Data excerpts:
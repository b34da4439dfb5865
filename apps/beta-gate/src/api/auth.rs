//! # Credential Issuance
//!
//! `POST /api/beta-auth` exchanges the shared beta password for a signed
//! access credential stored in the `BETA_ACCESS_TOKEN` cookie.
//!
//! ## Configuration
//!
//! - `BETA_GATE_PASSWORD`: the shared password. If unset, issuance answers
//!   `503` and only credentials minted out of band (`beta-gate issue`) work.
//!
//! ## Responses
//!
//! - correct password → `303` to `/` with `Set-Cookie`
//! - wrong password → `303` to the landing page with `?error=invalid`

use super::{AppState, types::BetaAuthForm};
use axum::{
    Form,
    extract::State,
    http::{StatusCode, header},
    response::{AppendHeaders, IntoResponse, Redirect, Response},
};
use beta_gate_core::GateError;
use std::time::{SystemTime, UNIX_EPOCH};
use subtle::ConstantTimeEq;

/// Where a visitor lands after a successful login.
const AFTER_LOGIN_PATH: &str = "/";

/// Current time in Unix seconds.
pub fn unix_now() -> Result<u64, GateError> {
    SystemTime::now()
        .duration_since(UNIX_EPOCH)
        .map(|d| d.as_secs())
        .map_err(|e| GateError::Io(format!("System time error: {}", e)))
}

/// Constant-time byte comparison.
///
/// Both inputs are padded to the same length so `ct_eq` always runs over the
/// same number of bytes and the comparison time does not leak the length.
pub fn constant_time_eq(provided: &[u8], expected: &[u8]) -> bool {
    let max_len = provided.len().max(expected.len());
    let mut padded_provided = vec![0u8; max_len];
    let mut padded_expected = vec![0u8; max_len];
    padded_provided[..provided.len()].copy_from_slice(provided);
    padded_expected[..expected.len()].copy_from_slice(expected);

    let bytes_match: bool = padded_provided.ct_eq(&padded_expected).into();
    bytes_match && provided.len() == expected.len()
}

/// Credential issuance handler.
pub async fn issue_handler(
    State(state): State<AppState>,
    Form(form): Form<BetaAuthForm>,
) -> Response {
    let gate = &state.config.gate;

    let Some(expected) = state.config.password.as_ref() else {
        tracing::warn!(
            event = "issuance_rejected",
            reason = "issuance_disabled",
            "Credential requested but no beta password is configured"
        );
        return (StatusCode::SERVICE_UNAVAILABLE, "Access requests are closed").into_response();
    };

    if !constant_time_eq(
        form.password.as_bytes(),
        expected.expose_secret().as_bytes(),
    ) {
        tracing::warn!(
            event = "issuance_rejected",
            reason = "invalid_password",
            "Credential request with wrong password"
        );
        return Redirect::to(&format!("{}?error=invalid", gate.landing_path)).into_response();
    }

    let token = match unix_now()
        .and_then(|now| state.credentials.issue(&gate.secret, now, gate.cookie.max_age_secs))
    {
        Ok(token) => token,
        Err(e) => {
            tracing::error!(event = "issuance_failed", kind = e.kind(), "{}", e);
            return (StatusCode::INTERNAL_SERVER_ERROR, "Could not issue credential")
                .into_response();
        }
    };

    tracing::info!(
        event = "credential_issued",
        ttl_secs = gate.cookie.max_age_secs,
        "Beta access credential issued"
    );

    (
        AppendHeaders([(header::SET_COOKIE, gate.cookie.set_cookie(&token))]),
        Redirect::to(AFTER_LOGIN_PATH),
    )
        .into_response()
}

// =============================================================================
// TESTS
// =============================================================================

◆ REQUIRED ACTION
Those lines of the records that contain the string "AppState" should be identified and copied.

◆ OUTPUT FOR THIS TASK
use super::{AppState, types::BetaAuthForm};
    State(state): State<AppState>,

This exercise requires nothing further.